TASK:
Within the data below, copy each line where the string "lines" is found.

======

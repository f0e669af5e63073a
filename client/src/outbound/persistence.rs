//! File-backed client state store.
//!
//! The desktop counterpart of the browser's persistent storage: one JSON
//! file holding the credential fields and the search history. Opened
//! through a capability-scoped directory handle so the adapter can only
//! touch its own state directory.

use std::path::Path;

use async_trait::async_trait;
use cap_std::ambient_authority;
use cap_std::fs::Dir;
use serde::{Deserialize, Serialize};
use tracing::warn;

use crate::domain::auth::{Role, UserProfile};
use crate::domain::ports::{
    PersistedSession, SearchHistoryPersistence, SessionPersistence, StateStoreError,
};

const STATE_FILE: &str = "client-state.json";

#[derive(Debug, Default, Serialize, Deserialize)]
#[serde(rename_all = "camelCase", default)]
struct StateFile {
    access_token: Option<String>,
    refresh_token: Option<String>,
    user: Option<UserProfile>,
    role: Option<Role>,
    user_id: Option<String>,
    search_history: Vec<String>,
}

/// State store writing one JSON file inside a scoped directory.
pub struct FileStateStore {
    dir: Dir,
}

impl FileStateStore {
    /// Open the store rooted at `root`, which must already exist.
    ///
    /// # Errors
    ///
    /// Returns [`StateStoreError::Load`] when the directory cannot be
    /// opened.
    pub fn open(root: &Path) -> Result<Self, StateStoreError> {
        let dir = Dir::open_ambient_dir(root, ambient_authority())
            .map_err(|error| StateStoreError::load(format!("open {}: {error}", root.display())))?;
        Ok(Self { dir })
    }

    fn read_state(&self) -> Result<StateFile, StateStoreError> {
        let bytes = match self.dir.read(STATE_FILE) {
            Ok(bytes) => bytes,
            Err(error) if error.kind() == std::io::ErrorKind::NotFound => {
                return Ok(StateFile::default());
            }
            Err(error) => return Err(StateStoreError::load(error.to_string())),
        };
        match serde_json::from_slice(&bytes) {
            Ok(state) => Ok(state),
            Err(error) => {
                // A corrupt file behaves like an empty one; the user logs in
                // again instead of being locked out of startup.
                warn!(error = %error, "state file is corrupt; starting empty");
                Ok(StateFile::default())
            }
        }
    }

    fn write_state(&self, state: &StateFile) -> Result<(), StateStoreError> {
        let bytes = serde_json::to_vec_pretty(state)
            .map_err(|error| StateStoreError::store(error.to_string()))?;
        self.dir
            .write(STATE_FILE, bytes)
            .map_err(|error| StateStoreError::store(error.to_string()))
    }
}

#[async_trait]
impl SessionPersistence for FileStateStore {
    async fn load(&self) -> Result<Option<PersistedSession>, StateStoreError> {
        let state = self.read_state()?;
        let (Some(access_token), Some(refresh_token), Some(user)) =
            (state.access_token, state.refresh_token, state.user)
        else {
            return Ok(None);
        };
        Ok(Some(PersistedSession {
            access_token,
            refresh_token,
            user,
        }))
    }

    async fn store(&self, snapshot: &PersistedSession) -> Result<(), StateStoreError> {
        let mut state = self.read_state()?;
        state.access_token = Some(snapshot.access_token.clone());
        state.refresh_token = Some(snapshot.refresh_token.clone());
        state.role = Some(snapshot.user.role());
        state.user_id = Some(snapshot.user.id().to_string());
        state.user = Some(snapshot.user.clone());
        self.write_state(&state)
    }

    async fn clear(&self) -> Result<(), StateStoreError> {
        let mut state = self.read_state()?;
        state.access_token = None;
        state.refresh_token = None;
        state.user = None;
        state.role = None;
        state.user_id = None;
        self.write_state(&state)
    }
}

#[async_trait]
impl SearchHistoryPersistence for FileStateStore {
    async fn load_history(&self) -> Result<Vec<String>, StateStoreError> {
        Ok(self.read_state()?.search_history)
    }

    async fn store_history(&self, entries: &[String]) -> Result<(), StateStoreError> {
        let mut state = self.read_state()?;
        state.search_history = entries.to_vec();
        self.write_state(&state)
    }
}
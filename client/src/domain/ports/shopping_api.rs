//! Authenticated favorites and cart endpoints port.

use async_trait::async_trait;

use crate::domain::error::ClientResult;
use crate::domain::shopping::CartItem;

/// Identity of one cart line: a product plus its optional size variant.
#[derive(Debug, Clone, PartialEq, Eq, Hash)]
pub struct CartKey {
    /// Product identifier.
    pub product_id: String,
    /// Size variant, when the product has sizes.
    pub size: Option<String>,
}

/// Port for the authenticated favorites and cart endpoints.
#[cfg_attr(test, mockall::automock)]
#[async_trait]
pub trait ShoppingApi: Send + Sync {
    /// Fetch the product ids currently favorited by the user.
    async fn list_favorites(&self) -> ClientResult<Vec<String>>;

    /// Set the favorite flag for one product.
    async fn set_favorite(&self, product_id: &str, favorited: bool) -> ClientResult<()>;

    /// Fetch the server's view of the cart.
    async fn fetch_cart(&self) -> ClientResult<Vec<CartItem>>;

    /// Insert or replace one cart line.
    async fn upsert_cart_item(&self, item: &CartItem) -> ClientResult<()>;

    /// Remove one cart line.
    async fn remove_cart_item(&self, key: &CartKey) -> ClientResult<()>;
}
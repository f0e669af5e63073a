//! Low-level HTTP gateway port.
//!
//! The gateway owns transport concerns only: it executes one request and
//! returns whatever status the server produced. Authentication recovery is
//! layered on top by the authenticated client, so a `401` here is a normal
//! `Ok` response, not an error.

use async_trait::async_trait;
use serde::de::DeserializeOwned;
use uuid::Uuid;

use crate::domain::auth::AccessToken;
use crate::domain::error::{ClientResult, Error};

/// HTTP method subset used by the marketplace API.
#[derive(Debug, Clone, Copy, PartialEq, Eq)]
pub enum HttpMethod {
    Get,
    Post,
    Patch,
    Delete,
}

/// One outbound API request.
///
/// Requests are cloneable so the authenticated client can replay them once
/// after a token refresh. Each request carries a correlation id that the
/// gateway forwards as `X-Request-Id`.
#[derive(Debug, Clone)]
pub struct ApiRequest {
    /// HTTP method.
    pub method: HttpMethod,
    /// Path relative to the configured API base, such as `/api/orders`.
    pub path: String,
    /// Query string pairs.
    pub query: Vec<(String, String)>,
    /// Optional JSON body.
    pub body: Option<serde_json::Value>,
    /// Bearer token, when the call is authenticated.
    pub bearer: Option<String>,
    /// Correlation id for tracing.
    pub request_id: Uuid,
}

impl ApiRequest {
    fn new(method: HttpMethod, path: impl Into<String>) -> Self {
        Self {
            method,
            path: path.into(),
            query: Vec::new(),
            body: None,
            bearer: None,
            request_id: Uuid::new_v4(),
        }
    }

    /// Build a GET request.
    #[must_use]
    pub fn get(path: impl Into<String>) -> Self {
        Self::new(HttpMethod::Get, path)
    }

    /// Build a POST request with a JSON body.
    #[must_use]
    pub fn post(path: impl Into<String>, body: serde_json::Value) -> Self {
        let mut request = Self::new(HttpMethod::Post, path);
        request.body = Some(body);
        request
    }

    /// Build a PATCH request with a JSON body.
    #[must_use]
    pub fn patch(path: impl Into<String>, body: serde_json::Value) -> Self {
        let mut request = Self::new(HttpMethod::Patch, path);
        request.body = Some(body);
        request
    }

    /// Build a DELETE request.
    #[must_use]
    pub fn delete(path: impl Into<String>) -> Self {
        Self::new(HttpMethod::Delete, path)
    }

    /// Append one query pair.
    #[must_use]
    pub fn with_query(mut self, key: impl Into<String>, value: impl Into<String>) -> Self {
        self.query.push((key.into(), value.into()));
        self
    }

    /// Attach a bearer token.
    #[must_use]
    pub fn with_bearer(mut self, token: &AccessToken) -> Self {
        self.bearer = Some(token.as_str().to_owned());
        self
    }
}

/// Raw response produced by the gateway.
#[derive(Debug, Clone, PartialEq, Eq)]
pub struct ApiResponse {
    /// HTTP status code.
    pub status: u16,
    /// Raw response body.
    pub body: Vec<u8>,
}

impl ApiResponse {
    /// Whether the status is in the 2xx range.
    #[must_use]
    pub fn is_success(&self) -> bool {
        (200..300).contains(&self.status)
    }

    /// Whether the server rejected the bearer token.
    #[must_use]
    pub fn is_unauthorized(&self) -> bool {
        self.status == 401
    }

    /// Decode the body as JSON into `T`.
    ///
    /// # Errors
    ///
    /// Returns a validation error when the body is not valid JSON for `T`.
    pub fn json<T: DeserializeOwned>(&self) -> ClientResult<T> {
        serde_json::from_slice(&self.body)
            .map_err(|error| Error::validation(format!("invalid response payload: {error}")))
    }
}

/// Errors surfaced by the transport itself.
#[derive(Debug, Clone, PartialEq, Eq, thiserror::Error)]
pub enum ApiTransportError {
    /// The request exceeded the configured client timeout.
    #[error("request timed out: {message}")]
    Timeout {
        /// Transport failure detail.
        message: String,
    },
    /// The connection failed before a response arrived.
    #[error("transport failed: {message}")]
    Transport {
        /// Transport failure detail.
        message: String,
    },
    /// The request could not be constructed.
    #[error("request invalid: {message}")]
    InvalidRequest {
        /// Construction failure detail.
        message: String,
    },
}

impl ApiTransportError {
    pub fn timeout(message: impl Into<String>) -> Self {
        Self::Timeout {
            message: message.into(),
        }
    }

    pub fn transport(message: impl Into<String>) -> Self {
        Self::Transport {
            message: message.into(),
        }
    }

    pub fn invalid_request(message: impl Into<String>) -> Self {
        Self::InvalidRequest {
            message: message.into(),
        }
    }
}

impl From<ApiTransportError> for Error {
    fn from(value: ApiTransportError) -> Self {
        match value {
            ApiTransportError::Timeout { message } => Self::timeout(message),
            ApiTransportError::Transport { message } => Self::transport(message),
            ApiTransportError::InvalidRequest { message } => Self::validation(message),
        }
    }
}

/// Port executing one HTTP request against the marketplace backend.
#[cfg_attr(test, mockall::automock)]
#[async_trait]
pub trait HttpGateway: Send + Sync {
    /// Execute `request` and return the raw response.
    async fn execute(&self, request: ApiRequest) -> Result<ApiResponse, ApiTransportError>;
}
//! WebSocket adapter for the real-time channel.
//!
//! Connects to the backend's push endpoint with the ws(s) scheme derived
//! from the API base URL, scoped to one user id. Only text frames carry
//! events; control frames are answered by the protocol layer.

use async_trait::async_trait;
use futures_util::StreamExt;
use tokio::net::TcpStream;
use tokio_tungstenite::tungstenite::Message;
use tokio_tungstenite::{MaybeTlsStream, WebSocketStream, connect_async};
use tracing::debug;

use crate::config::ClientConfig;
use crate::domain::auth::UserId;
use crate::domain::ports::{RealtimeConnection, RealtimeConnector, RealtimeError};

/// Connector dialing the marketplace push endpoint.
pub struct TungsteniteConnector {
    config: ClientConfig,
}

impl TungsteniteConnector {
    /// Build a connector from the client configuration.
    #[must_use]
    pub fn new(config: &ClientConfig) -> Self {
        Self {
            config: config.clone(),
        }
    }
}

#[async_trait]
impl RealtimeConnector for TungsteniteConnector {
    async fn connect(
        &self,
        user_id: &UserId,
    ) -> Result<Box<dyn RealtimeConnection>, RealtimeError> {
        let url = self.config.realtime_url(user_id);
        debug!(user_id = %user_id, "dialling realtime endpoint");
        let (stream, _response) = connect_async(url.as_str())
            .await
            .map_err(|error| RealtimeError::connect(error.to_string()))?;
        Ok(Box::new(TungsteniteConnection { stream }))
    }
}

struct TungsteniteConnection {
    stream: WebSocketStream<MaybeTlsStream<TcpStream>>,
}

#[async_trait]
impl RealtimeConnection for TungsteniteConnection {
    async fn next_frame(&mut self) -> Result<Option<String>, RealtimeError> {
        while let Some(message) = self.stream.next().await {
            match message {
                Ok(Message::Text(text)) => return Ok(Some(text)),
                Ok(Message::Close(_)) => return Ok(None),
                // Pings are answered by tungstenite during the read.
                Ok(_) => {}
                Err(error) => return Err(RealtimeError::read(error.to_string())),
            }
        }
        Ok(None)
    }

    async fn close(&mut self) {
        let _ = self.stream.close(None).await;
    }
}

======

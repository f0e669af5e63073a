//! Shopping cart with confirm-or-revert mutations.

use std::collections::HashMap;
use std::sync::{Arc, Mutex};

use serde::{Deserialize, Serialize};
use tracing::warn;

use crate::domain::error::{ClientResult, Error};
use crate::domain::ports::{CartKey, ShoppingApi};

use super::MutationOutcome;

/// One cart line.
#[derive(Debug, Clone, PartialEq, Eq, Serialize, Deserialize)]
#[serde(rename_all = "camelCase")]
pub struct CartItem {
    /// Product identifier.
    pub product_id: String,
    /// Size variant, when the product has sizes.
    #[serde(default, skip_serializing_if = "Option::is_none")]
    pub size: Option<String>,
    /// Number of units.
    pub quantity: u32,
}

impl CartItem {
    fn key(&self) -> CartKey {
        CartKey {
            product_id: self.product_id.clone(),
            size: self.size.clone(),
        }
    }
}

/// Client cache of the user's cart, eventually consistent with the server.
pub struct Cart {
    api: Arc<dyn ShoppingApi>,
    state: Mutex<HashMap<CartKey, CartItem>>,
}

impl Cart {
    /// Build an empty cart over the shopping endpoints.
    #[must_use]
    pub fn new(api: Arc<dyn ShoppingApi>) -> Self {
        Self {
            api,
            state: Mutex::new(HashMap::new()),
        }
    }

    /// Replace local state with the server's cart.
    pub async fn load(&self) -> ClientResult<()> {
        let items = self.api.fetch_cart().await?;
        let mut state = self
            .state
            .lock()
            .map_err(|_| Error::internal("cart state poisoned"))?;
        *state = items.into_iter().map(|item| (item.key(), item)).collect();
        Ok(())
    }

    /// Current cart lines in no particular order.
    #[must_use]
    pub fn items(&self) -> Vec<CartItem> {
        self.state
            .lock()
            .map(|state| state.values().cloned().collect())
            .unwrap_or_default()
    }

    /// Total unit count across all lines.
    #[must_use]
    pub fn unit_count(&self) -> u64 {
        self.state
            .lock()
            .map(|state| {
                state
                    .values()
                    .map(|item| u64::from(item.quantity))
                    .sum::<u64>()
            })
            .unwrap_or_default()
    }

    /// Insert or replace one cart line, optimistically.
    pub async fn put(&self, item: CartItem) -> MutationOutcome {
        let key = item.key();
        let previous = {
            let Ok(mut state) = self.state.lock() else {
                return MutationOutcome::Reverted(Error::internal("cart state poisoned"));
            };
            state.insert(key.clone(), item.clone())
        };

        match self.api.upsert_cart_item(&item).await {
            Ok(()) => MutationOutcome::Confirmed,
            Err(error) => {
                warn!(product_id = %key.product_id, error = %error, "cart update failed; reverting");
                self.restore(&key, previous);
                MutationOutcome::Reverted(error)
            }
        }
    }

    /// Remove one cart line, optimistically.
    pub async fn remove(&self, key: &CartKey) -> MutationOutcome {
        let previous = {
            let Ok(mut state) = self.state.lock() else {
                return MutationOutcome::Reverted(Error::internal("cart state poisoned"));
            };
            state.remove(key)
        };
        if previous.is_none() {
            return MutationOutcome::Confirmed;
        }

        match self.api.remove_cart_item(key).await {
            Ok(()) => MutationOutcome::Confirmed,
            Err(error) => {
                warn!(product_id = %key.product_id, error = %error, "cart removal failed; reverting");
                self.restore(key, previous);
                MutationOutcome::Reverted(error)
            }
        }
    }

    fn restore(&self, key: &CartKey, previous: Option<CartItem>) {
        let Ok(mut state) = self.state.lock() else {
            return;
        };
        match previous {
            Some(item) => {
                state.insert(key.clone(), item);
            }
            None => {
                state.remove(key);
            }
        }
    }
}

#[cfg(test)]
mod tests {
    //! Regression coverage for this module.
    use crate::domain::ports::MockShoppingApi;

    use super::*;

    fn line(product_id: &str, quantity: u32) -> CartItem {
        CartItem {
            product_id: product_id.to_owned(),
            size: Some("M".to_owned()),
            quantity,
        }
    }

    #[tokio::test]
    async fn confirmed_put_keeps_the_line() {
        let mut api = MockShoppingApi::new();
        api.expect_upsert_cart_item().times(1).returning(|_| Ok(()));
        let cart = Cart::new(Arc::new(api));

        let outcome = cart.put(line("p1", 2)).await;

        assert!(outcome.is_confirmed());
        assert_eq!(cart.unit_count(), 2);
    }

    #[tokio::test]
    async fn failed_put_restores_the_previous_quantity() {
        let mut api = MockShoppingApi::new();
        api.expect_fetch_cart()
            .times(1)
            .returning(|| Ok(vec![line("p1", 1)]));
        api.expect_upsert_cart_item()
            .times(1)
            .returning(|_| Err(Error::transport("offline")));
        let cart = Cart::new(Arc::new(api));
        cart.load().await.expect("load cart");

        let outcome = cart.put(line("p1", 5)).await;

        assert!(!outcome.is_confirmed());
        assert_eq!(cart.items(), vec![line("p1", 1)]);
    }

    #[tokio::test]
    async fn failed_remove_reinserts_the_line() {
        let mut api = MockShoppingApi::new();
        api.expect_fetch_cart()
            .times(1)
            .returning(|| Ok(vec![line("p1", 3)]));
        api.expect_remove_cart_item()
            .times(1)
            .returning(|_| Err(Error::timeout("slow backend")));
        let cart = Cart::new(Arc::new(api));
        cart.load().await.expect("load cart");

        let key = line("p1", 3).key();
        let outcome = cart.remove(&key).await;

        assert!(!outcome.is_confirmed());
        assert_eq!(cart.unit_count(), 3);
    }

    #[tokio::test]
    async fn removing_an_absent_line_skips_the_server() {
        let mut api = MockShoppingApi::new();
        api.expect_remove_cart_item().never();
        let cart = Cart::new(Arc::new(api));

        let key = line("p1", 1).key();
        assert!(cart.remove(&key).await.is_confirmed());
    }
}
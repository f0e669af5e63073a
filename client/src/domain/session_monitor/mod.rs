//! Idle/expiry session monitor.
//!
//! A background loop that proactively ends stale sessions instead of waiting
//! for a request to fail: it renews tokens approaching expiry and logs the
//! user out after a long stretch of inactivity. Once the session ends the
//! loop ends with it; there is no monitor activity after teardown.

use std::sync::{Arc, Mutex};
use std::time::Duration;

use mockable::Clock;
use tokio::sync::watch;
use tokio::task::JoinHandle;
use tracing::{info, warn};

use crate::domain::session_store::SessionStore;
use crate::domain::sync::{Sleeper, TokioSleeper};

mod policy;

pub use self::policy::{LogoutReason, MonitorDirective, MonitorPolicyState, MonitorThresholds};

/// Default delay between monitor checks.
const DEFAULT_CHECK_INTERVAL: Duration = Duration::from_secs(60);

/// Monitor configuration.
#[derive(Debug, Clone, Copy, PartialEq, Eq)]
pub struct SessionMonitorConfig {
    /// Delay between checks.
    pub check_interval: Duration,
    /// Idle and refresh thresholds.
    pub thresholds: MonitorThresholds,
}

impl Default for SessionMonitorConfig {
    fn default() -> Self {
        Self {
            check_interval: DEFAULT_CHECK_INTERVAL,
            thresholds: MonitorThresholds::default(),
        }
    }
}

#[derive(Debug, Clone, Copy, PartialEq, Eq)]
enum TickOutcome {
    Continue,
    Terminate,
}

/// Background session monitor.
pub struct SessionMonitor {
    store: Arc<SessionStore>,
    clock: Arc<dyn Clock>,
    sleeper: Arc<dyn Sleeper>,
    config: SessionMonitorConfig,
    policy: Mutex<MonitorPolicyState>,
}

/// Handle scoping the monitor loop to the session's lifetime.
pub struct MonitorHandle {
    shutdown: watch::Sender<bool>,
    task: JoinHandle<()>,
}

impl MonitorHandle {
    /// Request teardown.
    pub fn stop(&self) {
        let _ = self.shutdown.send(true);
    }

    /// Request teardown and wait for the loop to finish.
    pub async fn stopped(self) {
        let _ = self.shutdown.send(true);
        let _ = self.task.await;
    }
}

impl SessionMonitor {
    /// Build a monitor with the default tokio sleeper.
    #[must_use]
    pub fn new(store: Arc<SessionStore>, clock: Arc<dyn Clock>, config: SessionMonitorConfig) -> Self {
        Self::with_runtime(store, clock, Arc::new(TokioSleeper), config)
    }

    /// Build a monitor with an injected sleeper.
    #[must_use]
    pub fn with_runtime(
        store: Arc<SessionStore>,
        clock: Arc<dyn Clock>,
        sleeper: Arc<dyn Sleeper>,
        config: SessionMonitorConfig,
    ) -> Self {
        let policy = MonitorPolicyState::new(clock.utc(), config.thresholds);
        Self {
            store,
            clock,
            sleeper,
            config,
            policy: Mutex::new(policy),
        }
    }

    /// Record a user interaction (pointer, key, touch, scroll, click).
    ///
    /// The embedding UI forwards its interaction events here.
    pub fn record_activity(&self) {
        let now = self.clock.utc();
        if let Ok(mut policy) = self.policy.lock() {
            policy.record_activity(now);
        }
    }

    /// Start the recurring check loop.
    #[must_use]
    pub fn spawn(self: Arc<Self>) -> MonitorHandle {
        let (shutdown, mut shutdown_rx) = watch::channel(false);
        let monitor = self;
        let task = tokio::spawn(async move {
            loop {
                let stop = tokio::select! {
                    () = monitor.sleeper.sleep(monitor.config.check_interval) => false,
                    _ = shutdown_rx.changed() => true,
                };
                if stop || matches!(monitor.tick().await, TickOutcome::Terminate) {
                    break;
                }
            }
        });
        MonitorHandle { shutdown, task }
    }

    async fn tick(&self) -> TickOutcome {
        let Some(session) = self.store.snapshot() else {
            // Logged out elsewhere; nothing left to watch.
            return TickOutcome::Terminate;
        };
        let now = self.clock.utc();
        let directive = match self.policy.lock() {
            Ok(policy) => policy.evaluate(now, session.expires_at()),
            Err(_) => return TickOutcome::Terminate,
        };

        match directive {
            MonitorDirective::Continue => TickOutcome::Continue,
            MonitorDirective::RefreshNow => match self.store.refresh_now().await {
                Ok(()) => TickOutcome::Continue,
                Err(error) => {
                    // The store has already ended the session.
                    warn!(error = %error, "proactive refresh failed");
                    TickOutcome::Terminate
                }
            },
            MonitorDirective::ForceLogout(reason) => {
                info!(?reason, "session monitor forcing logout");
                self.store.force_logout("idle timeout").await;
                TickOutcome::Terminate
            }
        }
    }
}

======

ANSWER TO THE PROBLEM:
    /// Current cart lines in no particular order.
    /// Total unit count across all lines.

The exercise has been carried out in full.